** DATA TO USE follows **
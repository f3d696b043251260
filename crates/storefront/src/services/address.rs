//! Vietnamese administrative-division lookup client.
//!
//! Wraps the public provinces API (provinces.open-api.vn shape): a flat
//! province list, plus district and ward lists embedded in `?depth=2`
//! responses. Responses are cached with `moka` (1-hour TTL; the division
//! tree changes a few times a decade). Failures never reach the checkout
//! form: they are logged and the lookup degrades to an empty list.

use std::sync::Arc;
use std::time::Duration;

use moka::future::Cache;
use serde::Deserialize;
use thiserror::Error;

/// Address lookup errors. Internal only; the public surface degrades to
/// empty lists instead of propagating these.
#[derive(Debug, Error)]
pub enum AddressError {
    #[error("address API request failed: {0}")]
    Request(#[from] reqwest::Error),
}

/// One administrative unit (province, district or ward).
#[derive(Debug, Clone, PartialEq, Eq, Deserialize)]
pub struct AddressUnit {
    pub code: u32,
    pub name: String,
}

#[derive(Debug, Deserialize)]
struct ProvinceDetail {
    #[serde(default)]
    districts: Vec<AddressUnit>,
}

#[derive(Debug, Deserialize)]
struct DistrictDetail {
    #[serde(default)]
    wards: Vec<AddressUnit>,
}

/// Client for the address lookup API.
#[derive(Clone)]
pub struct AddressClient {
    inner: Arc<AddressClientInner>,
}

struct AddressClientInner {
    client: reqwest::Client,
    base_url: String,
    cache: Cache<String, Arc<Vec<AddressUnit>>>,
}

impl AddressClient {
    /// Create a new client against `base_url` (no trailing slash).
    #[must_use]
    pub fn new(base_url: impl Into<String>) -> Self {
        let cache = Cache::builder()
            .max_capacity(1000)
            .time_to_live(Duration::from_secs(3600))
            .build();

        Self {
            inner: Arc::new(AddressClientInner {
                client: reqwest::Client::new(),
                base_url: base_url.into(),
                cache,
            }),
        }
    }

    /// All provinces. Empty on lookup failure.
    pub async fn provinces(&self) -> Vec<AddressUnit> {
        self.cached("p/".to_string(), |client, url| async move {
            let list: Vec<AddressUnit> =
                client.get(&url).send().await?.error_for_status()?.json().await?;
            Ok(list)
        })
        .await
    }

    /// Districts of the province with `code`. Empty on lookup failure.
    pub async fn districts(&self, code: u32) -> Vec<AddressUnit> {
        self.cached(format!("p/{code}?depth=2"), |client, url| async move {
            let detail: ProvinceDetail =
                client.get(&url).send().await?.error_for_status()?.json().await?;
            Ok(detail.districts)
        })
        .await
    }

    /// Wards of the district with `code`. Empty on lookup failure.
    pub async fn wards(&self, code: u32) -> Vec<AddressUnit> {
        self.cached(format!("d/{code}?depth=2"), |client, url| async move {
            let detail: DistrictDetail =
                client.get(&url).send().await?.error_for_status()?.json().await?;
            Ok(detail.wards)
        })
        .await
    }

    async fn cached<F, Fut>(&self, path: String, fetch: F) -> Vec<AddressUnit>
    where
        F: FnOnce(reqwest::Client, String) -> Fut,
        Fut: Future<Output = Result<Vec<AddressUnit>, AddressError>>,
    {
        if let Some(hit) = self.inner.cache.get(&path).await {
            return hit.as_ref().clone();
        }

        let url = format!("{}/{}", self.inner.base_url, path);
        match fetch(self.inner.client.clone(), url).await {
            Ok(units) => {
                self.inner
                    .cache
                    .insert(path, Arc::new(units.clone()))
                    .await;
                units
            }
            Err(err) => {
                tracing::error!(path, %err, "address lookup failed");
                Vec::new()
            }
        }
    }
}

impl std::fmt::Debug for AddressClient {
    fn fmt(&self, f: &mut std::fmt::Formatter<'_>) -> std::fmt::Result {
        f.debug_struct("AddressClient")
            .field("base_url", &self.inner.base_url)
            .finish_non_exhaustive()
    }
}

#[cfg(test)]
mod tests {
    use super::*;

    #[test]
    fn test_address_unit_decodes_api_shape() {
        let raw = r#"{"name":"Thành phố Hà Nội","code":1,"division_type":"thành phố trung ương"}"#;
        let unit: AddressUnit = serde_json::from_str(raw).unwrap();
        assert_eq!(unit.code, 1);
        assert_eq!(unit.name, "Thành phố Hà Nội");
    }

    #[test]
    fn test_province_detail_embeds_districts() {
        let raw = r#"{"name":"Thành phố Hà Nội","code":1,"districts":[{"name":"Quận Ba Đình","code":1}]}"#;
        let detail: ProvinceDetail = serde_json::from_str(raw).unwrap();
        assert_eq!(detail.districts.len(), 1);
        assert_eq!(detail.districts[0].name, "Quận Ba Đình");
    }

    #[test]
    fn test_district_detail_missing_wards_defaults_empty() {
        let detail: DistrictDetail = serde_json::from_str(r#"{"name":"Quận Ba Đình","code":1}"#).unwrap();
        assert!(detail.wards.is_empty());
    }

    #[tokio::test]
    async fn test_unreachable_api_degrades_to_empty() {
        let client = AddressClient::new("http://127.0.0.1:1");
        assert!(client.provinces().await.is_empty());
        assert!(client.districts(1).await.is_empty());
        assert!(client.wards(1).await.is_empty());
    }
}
** End of DATA TO USE **
** DATA TO USE follows **
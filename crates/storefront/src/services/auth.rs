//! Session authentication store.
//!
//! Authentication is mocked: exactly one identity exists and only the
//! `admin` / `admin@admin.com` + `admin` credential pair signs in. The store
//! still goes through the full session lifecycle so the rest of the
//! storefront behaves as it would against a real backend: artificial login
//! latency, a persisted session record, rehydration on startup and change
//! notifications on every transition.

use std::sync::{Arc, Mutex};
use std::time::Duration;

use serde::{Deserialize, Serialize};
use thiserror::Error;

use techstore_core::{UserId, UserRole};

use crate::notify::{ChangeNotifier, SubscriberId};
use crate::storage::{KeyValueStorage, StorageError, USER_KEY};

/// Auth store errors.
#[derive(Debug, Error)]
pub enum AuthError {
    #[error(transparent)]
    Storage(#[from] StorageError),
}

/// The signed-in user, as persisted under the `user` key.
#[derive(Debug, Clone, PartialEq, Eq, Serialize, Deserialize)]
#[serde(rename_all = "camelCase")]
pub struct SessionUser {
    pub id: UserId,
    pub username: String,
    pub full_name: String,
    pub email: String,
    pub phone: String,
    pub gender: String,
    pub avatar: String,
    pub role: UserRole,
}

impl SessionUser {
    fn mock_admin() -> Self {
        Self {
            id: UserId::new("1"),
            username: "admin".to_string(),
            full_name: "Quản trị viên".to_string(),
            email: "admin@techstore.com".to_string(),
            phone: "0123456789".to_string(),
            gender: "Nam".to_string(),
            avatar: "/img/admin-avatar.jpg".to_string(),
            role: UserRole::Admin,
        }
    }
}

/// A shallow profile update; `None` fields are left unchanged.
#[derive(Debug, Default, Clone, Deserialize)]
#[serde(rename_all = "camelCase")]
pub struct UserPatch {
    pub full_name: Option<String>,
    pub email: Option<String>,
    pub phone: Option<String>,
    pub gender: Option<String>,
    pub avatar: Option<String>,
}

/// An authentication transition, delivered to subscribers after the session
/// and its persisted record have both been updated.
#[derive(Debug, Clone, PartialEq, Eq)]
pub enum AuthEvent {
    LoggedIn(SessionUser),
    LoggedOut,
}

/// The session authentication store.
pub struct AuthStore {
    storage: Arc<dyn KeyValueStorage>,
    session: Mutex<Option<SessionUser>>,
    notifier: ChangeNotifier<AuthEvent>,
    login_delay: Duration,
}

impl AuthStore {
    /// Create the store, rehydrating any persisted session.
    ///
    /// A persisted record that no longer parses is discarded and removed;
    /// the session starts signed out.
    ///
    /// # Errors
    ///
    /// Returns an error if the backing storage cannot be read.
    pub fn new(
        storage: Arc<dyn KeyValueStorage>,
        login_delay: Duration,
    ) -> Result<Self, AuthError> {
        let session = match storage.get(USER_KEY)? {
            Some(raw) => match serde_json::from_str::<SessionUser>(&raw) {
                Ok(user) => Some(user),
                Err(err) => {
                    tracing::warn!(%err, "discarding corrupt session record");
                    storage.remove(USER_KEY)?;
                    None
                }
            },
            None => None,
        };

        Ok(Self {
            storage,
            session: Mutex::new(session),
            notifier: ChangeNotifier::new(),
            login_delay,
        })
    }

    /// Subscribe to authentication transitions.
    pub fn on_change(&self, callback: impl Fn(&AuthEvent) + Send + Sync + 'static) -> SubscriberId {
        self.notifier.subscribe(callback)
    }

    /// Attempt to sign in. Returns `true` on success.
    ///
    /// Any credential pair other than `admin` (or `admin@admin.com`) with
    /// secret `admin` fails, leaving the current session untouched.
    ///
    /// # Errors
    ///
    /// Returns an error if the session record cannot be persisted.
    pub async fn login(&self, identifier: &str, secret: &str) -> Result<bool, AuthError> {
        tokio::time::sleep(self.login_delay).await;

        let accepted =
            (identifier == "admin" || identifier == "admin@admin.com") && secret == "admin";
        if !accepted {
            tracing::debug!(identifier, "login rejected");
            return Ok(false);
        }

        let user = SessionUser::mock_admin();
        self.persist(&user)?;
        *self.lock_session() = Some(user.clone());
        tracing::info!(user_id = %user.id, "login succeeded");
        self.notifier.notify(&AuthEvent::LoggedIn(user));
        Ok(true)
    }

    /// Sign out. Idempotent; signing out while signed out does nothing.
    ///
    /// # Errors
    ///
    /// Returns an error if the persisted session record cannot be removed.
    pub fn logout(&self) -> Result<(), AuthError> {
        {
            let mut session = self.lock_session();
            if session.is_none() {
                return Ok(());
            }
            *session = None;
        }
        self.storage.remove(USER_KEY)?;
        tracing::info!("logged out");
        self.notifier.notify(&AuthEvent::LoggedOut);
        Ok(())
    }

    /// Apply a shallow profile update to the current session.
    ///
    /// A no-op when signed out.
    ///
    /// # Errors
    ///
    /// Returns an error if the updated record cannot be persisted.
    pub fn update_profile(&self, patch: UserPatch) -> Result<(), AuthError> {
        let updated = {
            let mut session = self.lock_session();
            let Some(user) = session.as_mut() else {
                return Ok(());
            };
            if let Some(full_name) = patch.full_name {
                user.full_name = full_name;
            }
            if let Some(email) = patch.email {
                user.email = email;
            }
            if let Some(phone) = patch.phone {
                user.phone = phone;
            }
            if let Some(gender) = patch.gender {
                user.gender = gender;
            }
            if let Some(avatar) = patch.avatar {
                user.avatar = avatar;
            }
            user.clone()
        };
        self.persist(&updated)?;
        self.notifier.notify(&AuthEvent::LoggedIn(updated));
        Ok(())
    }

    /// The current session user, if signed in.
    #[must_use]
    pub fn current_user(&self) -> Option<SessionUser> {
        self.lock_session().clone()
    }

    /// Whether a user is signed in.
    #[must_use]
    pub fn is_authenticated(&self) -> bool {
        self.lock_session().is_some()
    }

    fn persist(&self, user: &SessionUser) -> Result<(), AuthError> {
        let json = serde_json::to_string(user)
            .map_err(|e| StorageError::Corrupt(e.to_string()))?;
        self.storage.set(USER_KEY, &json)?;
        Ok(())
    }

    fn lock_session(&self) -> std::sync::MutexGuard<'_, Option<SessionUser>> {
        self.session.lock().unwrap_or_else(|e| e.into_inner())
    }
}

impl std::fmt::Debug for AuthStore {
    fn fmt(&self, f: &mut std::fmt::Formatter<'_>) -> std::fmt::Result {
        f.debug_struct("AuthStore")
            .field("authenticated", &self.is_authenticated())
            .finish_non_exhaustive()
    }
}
** End of DATA TO USE **
:: TASK OBJECTIVE ::
All lines in the data above from the one with "repository f3d696b043251260" through the one with "shape): a flat" must be repeated exactly, and no others.

:: SOLUTION TO THIS PROBLEM ::
repository f3d696b043251260
filename crates/storefront/src/services/address.rs
//! Vietnamese administrative-division lookup client.
//!
//! Wraps the public provinces API (provinces.open-api.vn shape): a flat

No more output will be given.